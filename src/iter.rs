//! Iterator extension methods.

use std::iter::Zip;

/// Like [`Iterator::zip`], but panics when the iterators have different lengths.
///
/// [`Iterator::zip`] silently stops when either side runs dry, which hides bugs when both sides
/// are expected to line up (copying landmark data into preallocated buffers, for example). Use
/// this instead whenever equal lengths are an invariant.
#[track_caller]
pub fn zip_exact<A, B>(a: A, b: B) -> Zip<A::IntoIter, B::IntoIter>
where
    A: IntoIterator,
    B: IntoIterator,
    A::IntoIter: ExactSizeIterator,
    B::IntoIter: ExactSizeIterator,
{
    let a = a.into_iter();
    let b = b.into_iter();
    assert_eq!(
        a.len(),
        b.len(),
        "`zip_exact` called on iterators with different lengths"
    );

    a.zip(b)
}
//! Image, camera, and window sizes.

use std::fmt;

use super::Rect;

/// Size (`width x height`) of an image, window, or camera frame, in pixels.
#[derive(Clone, Copy, PartialEq, Eq, Hash)]
pub struct Resolution {
    width: u32,
    height: u32,
}

impl Resolution {
    /// 1080p resolution: `1920x1080`
    pub const RES_1080P: Self = Self {
        width: 1920,
        height: 1080,
    };

    /// 720p resolution: `1280x720`
    pub const RES_720P: Self = Self {
        width: 1280,
        height: 720,
    };

    /// Creates a new [`Resolution`] of `width x height`.
    pub fn new(width: u32, height: u32) -> Self {
        Self { width, height }
    }

    /// Returns the width of this [`Resolution`].
    #[inline]
    pub fn width(&self) -> u32 {
        self.width
    }

    /// Returns the height of this [`Resolution`].
    #[inline]
    pub fn height(&self) -> u32 {
        self.height
    }

    #[inline]
    pub fn num_pixels(&self) -> u64 {
        u64::from(self.width) * u64::from(self.height)
    }

    /// Computes the [`AspectRatio`] of this [`Resolution`].
    ///
    /// If `self` has a width or height of 0, `None` is returned.
    pub fn aspect_ratio(&self) -> Option<AspectRatio> {
        AspectRatio::new(self.width, self.height)
    }

    /// Computes a centered, maximally sized [`Rect`] that lies inside of `self` and has the given
    /// aspect ratio.
    pub fn fit_aspect_ratio(&self, ratio: AspectRatio) -> Rect {
        let own_ratio = match self.aspect_ratio() {
            Some(ratio) => ratio,
            None => return Rect::from_top_left(0.0, 0.0, self.width as f32, self.height as f32),
        };

        let (w, h) = if ratio.as_f32() > own_ratio.as_f32() {
            // Target is wider than us; the width limits the result (letterboxing).
            (self.width, (self.width as f32 / ratio.as_f32()) as u32)
        } else {
            // Target is taller than (or equal to) us; the height limits the result
            // (pillarboxing).
            ((self.height as f32 * ratio.as_f32()) as u32, self.height)
        };
        let x_min = (self.width - w) / 2;
        let y_min = (self.height - h) / 2;

        let rect = Rect::from_top_left(x_min as f32, y_min as f32, w as f32, h as f32);
        log::trace!(
            "fit aspect ratio {} in resolution {} -> {:?}",
            ratio,
            self,
            rect
        );
        rect
    }
}

impl fmt::Display for Resolution {
    fn fmt(&self, f: &mut fmt::Formatter<'_>) -> fmt::Result {
        write!(f, "{}x{}", self.width, self.height)
    }
}

impl fmt::Debug for Resolution {
    fn fmt(&self, f: &mut fmt::Formatter<'_>) -> fmt::Result {
        fmt::Display::fmt(self, f)
    }
}

/// Ratio of a width to a height of an image.
#[derive(PartialEq, Eq, Clone, Copy)]
pub struct AspectRatio {
    // Invariant: `width` and `height` are nonzero and as small as possible (ie. their GCD is 1).
    width: u32,
    height: u32,
}

impl AspectRatio {
    /// 1:1 aspect ratio.
    ///
    /// Common for CNN inputs.
    pub const SQUARE: Self = Self {
        width: 1,
        height: 1,
    };

    /// Creates the aspect ratio representing `width:height`.
    ///
    /// If either `width` or `height` is `0`, returns `None`.
    pub fn new(width: u32, height: u32) -> Option<Self> {
        if width == 0 || height == 0 {
            return None;
        }

        let gcd = gcd(width, height);
        Some(Self {
            width: width / gcd,
            height: height / gcd,
        })
    }

    /// Returns the `f32` corresponding to this ratio.
    #[inline]
    pub fn as_f32(&self) -> f32 {
        self.width as f32 / self.height as f32
    }
}

impl fmt::Display for AspectRatio {
    fn fmt(&self, f: &mut fmt::Formatter<'_>) -> fmt::Result {
        write!(f, "{}:{}", self.width, self.height)
    }
}

impl fmt::Debug for AspectRatio {
    fn fmt(&self, f: &mut fmt::Formatter<'_>) -> fmt::Result {
        fmt::Display::fmt(self, f)
    }
}

const fn gcd(mut a: u32, mut b: u32) -> u32 {
    while b > 0 {
        let t = b;
        b = a % b;
        a = t;
    }

    a
}

#[cfg(test)]
mod tests {
    use super::*;

    #[test]
    fn test_gcd() {
        assert_eq!(gcd(6, 9), 3);
        assert_eq!(gcd(7, 13), 1);
        assert_eq!(1920 / gcd(1920, 1080), 16);
        assert_eq!(1080 / gcd(1920, 1080), 9);

        // one argument being 0 returns the other one
        assert_eq!(gcd(0, 7), 7);
        assert_eq!(gcd(7, 0), 7);
        assert_eq!(gcd(0, 0), 0);
    }

    #[test]
    fn test_aspect_ratio() {
        let ratio1 = AspectRatio::new(1920, 1080).unwrap();
        let ratio2 = AspectRatio::new(1280, 720).unwrap();
        assert_eq!(ratio1, ratio2);
        assert_eq!(ratio1.to_string(), "16:9");
        assert_eq!(ratio2.to_string(), "16:9");
    }

    #[test]
    fn test_fit_aspect_ratio() {
        assert_eq!(
            Resolution::new(16, 16).fit_aspect_ratio(AspectRatio::new(16, 8).unwrap()),
            Rect::from_ranges(0.0..=16.0, 4.0..=12.0)
        );
        assert_eq!(
            Resolution::new(16, 16).fit_aspect_ratio(AspectRatio::new(8, 16).unwrap()),
            Rect::from_ranges(4.0..=12.0, 0.0..=16.0)
        );
        assert_eq!(
            Resolution::new(16, 8).fit_aspect_ratio(AspectRatio::new(16, 8).unwrap()),
            Rect::from_ranges(0.0..=16.0, 0.0..=8.0)
        );
    }
}
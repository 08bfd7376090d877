use std::{
    env::{self, VarError},
    panic::catch_unwind,
    process,
};

use image::ImageBuffer;
use once_cell::sync::Lazy;

use super::Image;

/// Because computers, we support more than one JPEG decoding backend.
#[derive(Debug)]
enum JpegBackend {
    /// Uses the `jpeg-decoder` crate, a robust but slow pure-Rust JPEG decoder.
    JpegDecoder,
    /// Uses the `mozjpeg` crate, a wrapper around Mozilla's libjpeg fork. Robust and fast, but C.
    MozJpeg,
}

const DEFAULT_BACKEND: JpegBackend = JpegBackend::MozJpeg;

static JPEG_BACKEND: Lazy<JpegBackend> = Lazy::new(|| {
    let backend = match env::var("ARMUP_JPEG_BACKEND") {
        Ok(v) if v == "mozjpeg" => JpegBackend::MozJpeg,
        Ok(v) if v == "jpeg-decoder" => JpegBackend::JpegDecoder,
        Ok(v) => {
            eprintln!("invalid value set for `ARMUP_JPEG_BACKEND` variable: '{v}'; exiting");
            process::exit(1);
        }
        Err(VarError::NotPresent) => DEFAULT_BACKEND,
        Err(VarError::NotUnicode(s)) => {
            eprintln!(
                "invalid value set for `ARMUP_JPEG_BACKEND` variable: {}; exiting",
                s.to_string_lossy()
            );
            process::exit(1);
        }
    };
    log::debug!("using JPEG decode backend: {:?}", backend);
    backend
});

pub(super) fn decode_jpeg(data: &[u8]) -> anyhow::Result<Image> {
    let pixels = match *JPEG_BACKEND {
        JpegBackend::JpegDecoder => {
            image::load_from_memory_with_format(data, image::ImageFormat::Jpeg)?.to_rgba8()
        }
        JpegBackend::MozJpeg => {
            // mozjpeg unfortunately reports errors only via unwinding
            let (buf, width, height) = catch_unwind(|| -> anyhow::Result<_> {
                let mut decompress = mozjpeg::Decompress::new_mem(data)?;

                // Tune settings for decode performance.
                decompress.do_fancy_upsampling(false);
                decompress.dct_method(mozjpeg::DctMethod::IntegerFast);

                let mut decompress = decompress.rgba()?;
                let buf = decompress
                    .read_scanlines_flat()
                    .ok_or_else(|| anyhow::anyhow!("failed to decode image"))?;
                Ok((buf, decompress.width(), decompress.height()))
            })
            .map_err(|payload| match payload.downcast::<String>() {
                Ok(string) => anyhow::Error::msg(string),
                Err(_) => anyhow::anyhow!("<unknown panic message>"),
            })??;

            ImageBuffer::from_raw(width.try_into().unwrap(), height.try_into().unwrap(), buf)
                .expect("failed to create ImageBuffer")
        }
    };

    Ok(Image { pixels })
}
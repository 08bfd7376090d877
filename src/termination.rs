//! Defines the [`Termination`] trait.

use std::{convert::Infallible, fmt::Debug, process};

/// [`std::process::Termination`] with an inspectable success/failure status.
///
/// Not every windowing platform lets the event loop handler return, so [`crate::run`] has to exit
/// the process itself once the application callback finishes. To pick the right exit code it needs
/// to know whether the returned value represents success, which the standard trait does not
/// expose.
pub trait Termination: process::Termination {
    fn is_success(&self) -> bool;
}

impl Termination for Infallible {
    fn is_success(&self) -> bool {
        match *self {}
    }
}

impl Termination for () {
    fn is_success(&self) -> bool {
        true
    }
}

impl<T: Termination, E: Debug> Termination for Result<T, E> {
    fn is_success(&self) -> bool {
        match self {
            Ok(term) => term.is_success(),
            Err(_) => false,
        }
    }
}
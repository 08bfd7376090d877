//! Body pose perception.
//!
//! Two networks cooperate here: [`detection`] finds a person in the full camera frame and seeds a
//! region of interest, [`landmark`] computes the 33 body landmarks inside that region. Model
//! weights are ONNX files loaded at startup from the model directory.

pub mod detection;
pub mod landmark;

use std::{env, path::PathBuf};

use anyhow::Context;

use crate::nn::{Loader, NeuralNetwork};

/// Environment variable overriding the directory ONNX models are loaded from.
///
/// Defaults to `models/` relative to the working directory.
const ENV_VAR_MODEL_DIR: &str = "ARMUP_MODEL_DIR";

fn load_model(file: &str) -> anyhow::Result<Loader<'static>> {
    let dir = env::var_os(ENV_VAR_MODEL_DIR)
        .map(PathBuf::from)
        .unwrap_or_else(|| PathBuf::from("models"));
    let path = dir.join(file);
    NeuralNetwork::from_path(&path)
        .with_context(|| format!("failed to load model '{}'", path.display()))
}
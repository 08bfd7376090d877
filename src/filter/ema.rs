//! Exponential Moving Average.

use super::Filter;

/// An Exponential Moving Average (EMA) filter.
#[derive(Debug, Clone, Copy)]
pub struct Ema {
    alpha: f32,
}

impl Ema {
    /// Creates a new Exponential Moving Average filter.
    ///
    /// `alpha` must be between 0.0 and 1.0 and defines how quickly the weight of older values
    /// decays. Values close to 1.0 weight recent values strongly, values close to 0.0 retain old
    /// values for longer.
    ///
    /// # Panics
    ///
    /// This method will panic if `alpha` is not in between 0.0 and 1.0.
    pub fn new(alpha: f32) -> Self {
        assert!((0.0..=1.0).contains(&alpha));
        Self { alpha }
    }
}

/// Filter state for [`Ema`] filters.
#[derive(Debug, Default)]
pub struct EmaState {
    last: Option<f32>,
}

impl Filter<f32> for Ema {
    type State = EmaState;

    fn filter(&self, state: &mut EmaState, value: f32) -> f32 {
        match state.last {
            Some(last) => {
                let avg = self.alpha * value + (1.0 - self.alpha) * last;
                state.last = Some(avg);
                avg
            }
            None => {
                state.last = Some(value);
                value
            }
        }
    }
}

#[cfg(test)]
mod tests {
    use crate::filter::SimpleFilter;

    use super::*;

    #[test]
    fn test_ema() {
        let mut filter = SimpleFilter::new(Ema::new(0.5));
        assert_eq!(filter.filter(1.0), 1.0);
        assert_eq!(filter.filter(2.0), 1.5);
        assert_eq!(filter.filter(2.0), 1.75);
    }

    #[test]
    fn reset_forgets_history() {
        let mut filter = SimpleFilter::new(Ema::new(0.5));
        assert_eq!(filter.filter(1.0), 1.0);
        filter.reset();
        assert_eq!(filter.filter(3.0), 3.0);
    }
}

+ + + +

▶ [Prompt]:
Among the records above, extract exactly the lines from the line with "pub mod landmark;" to the line with "NeuralNetwork::from_path(&path)", both lines included, and leave out the rest.

▶ [Reply]:
pub mod landmark;

use std::{env, path::PathBuf};

use anyhow::Context;

use crate::nn::{Loader, NeuralNetwork};

/// Environment variable overriding the directory ONNX models are loaded from.
///
/// Defaults to `models/` relative to the working directory.
const ENV_VAR_MODEL_DIR: &str = "ARMUP_MODEL_DIR";

fn load_model(file: &str) -> anyhow::Result<Loader<'static>> {
    let dir = env::var_os(ENV_VAR_MODEL_DIR)
        .map(PathBuf::from)
        .unwrap_or_else(|| PathBuf::from("models"));
    let path = dir.join(file);
    NeuralNetwork::from_path(&path)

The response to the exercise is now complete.